_What you are asked to do_.
Work through the records below and copy every line that includes "EditSink".

----- Provided data -----

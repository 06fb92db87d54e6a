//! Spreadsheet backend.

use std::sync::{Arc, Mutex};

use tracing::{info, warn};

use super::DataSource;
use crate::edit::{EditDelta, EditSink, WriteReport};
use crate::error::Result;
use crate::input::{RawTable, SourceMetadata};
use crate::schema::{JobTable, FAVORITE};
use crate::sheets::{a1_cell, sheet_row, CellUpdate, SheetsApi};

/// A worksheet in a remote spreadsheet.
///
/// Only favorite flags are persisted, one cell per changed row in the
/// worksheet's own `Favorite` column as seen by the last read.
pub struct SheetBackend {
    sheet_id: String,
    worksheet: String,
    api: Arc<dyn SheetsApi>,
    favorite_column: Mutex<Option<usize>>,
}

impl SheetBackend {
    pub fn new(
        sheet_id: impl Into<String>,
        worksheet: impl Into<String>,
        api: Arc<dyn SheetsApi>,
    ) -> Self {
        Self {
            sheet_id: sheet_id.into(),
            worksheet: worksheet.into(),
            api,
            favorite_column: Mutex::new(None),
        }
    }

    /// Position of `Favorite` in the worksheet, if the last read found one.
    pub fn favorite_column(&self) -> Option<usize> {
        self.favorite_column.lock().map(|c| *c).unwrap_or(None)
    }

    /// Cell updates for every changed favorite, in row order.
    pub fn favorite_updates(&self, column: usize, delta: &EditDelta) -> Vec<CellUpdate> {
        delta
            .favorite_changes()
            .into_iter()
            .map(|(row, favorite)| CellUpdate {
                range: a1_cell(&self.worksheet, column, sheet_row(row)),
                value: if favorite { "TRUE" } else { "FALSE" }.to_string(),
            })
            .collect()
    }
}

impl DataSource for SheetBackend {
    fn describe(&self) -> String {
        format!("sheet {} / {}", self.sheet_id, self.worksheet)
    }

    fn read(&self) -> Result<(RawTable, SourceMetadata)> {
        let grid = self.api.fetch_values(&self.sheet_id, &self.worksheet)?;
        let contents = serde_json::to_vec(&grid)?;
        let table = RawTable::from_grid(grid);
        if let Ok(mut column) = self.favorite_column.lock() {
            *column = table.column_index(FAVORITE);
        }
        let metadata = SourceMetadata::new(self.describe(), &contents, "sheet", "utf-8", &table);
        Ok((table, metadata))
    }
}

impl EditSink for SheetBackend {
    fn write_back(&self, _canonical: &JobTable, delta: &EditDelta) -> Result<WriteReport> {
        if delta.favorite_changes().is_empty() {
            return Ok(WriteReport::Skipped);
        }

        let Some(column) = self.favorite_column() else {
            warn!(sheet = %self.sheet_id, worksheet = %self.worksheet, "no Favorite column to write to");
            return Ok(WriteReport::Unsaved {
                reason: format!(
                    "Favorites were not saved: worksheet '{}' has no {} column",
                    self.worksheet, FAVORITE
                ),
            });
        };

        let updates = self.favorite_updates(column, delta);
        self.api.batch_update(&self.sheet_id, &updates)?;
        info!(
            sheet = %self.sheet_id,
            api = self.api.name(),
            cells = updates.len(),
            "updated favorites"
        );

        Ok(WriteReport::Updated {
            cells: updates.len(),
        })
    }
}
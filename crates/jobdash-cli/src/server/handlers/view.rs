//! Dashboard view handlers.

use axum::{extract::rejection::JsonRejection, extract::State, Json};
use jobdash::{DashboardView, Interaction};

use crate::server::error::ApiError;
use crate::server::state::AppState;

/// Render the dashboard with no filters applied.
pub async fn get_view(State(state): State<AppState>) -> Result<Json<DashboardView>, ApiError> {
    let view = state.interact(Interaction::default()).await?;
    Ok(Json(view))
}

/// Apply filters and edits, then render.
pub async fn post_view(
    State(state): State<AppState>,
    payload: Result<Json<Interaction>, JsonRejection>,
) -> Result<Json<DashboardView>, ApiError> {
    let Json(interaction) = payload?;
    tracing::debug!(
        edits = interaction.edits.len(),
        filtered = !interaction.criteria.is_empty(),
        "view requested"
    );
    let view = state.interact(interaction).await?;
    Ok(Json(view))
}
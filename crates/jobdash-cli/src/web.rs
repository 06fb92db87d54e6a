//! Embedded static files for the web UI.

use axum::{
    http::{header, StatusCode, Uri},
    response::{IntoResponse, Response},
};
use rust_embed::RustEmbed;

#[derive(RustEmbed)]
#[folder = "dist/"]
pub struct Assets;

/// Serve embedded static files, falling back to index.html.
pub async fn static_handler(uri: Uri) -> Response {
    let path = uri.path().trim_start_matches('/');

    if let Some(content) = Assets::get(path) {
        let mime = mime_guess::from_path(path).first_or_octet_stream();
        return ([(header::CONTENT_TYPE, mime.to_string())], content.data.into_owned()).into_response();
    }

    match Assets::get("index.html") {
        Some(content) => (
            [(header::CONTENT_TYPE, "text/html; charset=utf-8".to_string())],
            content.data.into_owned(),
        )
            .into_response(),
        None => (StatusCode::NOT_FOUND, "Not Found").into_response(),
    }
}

-----

_Exercise solution_.
use crate::edit::{EditDelta, EditSink, WriteReport};
impl EditSink for SheetBackend {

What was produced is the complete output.